Kliniken sollten auch Prozessmetriken messen: Prozentsatz der Obdachlosen mit einem dokumentierten sozialen Bedarfsbildschirm, Prozentsatz, der innerhalb der letzten sechs Monate eine Fußuntersuchung erhalten hat, und Prozentsatz, der mit einem Nahrungsmittelhilfeprogramm verbunden war.
Politik und Advocacy: Die Rolle der Primärversorgung Anbieter
Einzelne Kliniker können starke Arbeit leisten, aber systemische Veränderungen erfordern Interessenvertretung. Primäre Gesundheitsdienstleister können ihre Wirkung verstärken, indem sie sich für Richtlinien einsetzen, die ihre obdachlosen Patienten mit Diabetes direkt betreffen. Dazu gehört die Unterstützung der Medicaid-Erweiterung, die Millionen von Erwachsenen mit niedrigem Einkommen abdeckt; die Finanzierung von medizinischen Erholungsprogrammen, die Obdachlose nach einer Krankenhausaufenthalt versorgen; und die Forderung, dass staatliche Medicaid-Programme CGMs ohne unerschwingliche vorherige Genehmigung abdecken.
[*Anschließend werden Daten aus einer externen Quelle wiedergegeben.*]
//! Logging setup for hexisle.
//!
//! Console output is always on. Debug builds given a log directory also write
//! one JSON object per event to `hexisle.log`, which is what the generation
//! statistics are usually inspected through.

use std::path::{Path, PathBuf};

use hexisle_config::Config;
use tracing_subscriber::util::TryInitError;
use tracing_subscriber::{EnvFilter, fmt, layer::SubscriberExt, util::SubscriberInitExt};

/// File name of the JSON log inside the log directory.
pub const LOG_FILE_NAME: &str = "hexisle.log";

/// Directives appended to every level so GPU backend chatter stays quiet.
const BACKEND_DIRECTIVES: &str = "wgpu=warn,wgpu_core=warn,wgpu_hal=warn,naga=warn";

/// Install the global tracing subscriber.
///
/// `RUST_LOG` wins over `config.debug.log_level`, which wins over `info`.
/// Returns the path of the JSON log when one was opened. Fails if a global
/// subscriber is already installed.
pub fn init_logging(
    log_dir: Option<&Path>,
    debug_build: bool,
    config: Option<&Config>,
) -> Result<Option<PathBuf>, TryInitError> {
    let level = config
        .map(|c| c.debug.log_level.trim())
        .filter(|level| !level.is_empty())
        .unwrap_or("info");
    let env_filter =
        EnvFilter::try_from_default_env().unwrap_or_else(|_| filter_for_level(level));

    let console_layer = fmt::layer()
        .with_target(true)
        .with_thread_names(true)
        .with_level(true)
        .with_timer(fmt::time::uptime());

    let subscriber = tracing_subscriber::registry()
        .with(env_filter)
        .with(console_layer);

    if debug_build
        && let Some(log_dir) = log_dir
        && std::fs::create_dir_all(log_dir).is_ok()
        && let Ok(log_file) = std::fs::File::create(log_dir.join(LOG_FILE_NAME))
    {
        let file_layer = fmt::layer()
            .with_writer(log_file)
            .with_ansi(false)
            .with_target(true)
            .with_timer(fmt::time::uptime())
            .json();

        subscriber.with(file_layer).try_init()?;
        return Ok(Some(log_dir.join(LOG_FILE_NAME)));
    }

    subscriber.try_init()?;
    Ok(None)
}

/// Filter enabling `level` everywhere except the GPU backend crates.
pub fn filter_for_level(level: &str) -> EnvFilter {
    EnvFilter::new(format!("{level},{BACKEND_DIRECTIVES}"))
}

/// The filter used when neither `RUST_LOG` nor the config set a level.
pub fn default_env_filter() -> EnvFilter {
    filter_for_level("info")
}

#[cfg(test)]
mod tests {
    use super::*;

    #[test]
    fn test_default_filter_quiets_backends() {
        let text = default_env_filter().to_string();
        assert!(text.contains("info"));
        assert!(text.contains("wgpu=warn"));
        assert!(text.contains("naga=warn"));
    }

    #[test]
    fn test_filter_for_level_keeps_level() {
        let text = filter_for_level("debug").to_string();
        assert!(text.contains("debug"));
        assert!(text.contains("wgpu_hal=warn"));
    }

    #[test]
    fn test_crate_directives_parse() {
        for directive in [
            "info",
            "debug,hexisle_scene=trace",
            "warn,hexisle_terrain=debug,hexisle_render=info",
        ] {
            assert!(
                EnvFilter::try_new(directive).is_ok(),
                "failed to parse filter: {directive}"
            );
        }
    }

    // Only one global subscriber can exist per test binary, so installation and
    // the double-init failure are checked in the same test.
    #[test]
    fn test_init_writes_json_file_once() {
        let dir = tempfile::tempdir().unwrap();
        let mut config = Config::default();
        config.debug.log_level = "debug".to_string();

        let path = init_logging(Some(dir.path()), true, Some(&config))
            .expect("first init succeeds")
            .expect("debug build opens a log file");
        assert_eq!(path, dir.path().join(LOG_FILE_NAME));

        tracing::warn!(tiles = 3, "island ready");
        let contents = std::fs::read_to_string(&path).unwrap();
        let line = contents.lines().last().expect("one event logged");
        let event: serde_json::Value = serde_json::from_str(line).unwrap();
        assert_eq!(event["fields"]["tiles"], 3);
        assert_eq!(event["fields"]["message"], "island ready");

        assert!(init_logging(None, false, None).is_err());
    }
}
Anbieter können sich auch für eine sichere Injektionsstelle einsetzen Gesetzgebung und erweiterter Zugang zu Substanzbehandlung, die beide die Glukosekontrolle in gefährdeten Bevölkerungsgruppen stabilisieren.
Auf lokaler Ebene können Anbieter sich zusammenschließen oder Koalitionen bilden, die sich für bessere Unterkünfte einsetzen, einschließlich sicherer Lagerung von Medikamenten und Kühlung von Insulin. Sie können auch öffentlich über den Zusammenhang zwischen Wohnungspolitik und Gesundheitsergebnissen sprechen und klinische Geschichten in Stadtratssitzungen und Briefings der Gesundheitsabteilung bringen. Wenn Gesundheitsdienstleister ihre professionelle Glaubwürdigkeit nutzen, um sich für Wohnraum als Gesundheit einzusetzen, gehen sie über die Behandlung von Symptomen hinaus, um die Ursachen zu bekämpfen.
Fazit: Ein Aufruf zu Kreativität, Geduld und Partnerschaft
Diabetes bei Patienten mit Obdachlosigkeit zu managen ist eine der anspruchsvollsten und lohnendsten Aufgaben in der Grundversorgung. Es erfordert klinische Flexibilität, tiefe Empathie und die Bereitschaft, außerhalb der Grenzen eines typischen 15-minütigen Bürobesuchs zu operieren. Die hier skizzierten Strategien - von der Vereinfachung von Medikamenten über den Aufbau von Gemeinschaftspartnerschaften bis hin zur Integration traumatisierter Versorgung - sind nicht theoretisch. Sie werden in Gesundheitszentren, Straßenmedizinprogrammen und mobilen Kliniken im ganzen Land umgesetzt, und sie arbeiten.
Der Fortschritt mag langsam sein. Ein Patient kann drei Termine hintereinander verpassen, dann mit einem A1c von 13 und einer Fußinfektion zurückkehren. Die Versuchung, diesen Patienten als nicht konform zu bezeichnen, ist stark. Aber der effektive Hausarzt sieht etwas anderes: ein Versagen des Systems, diese Person dort zu treffen, wo sie ist. Indem wir die Pflege um das tatsächliche Leben des Patienten herum neu gestalten, indem wir mit Unterkünften, Peer-Navigatoren und Sozialarbeitern zusammenarbeiten und uns für die Politik einsetzen, die gesundes Wohnen Realität werden lässt, können wir die Lücke zwischen Best Practices und der Pflege in der realen Welt schließen. Das Ziel ist nicht Perfektion. Das Ziel ist es, Patienten am Leben zu halten, engagiert und auf Stabilität zuzusteuern - ein Besuch, ein Gespräch, eine Beziehung nach der anderen.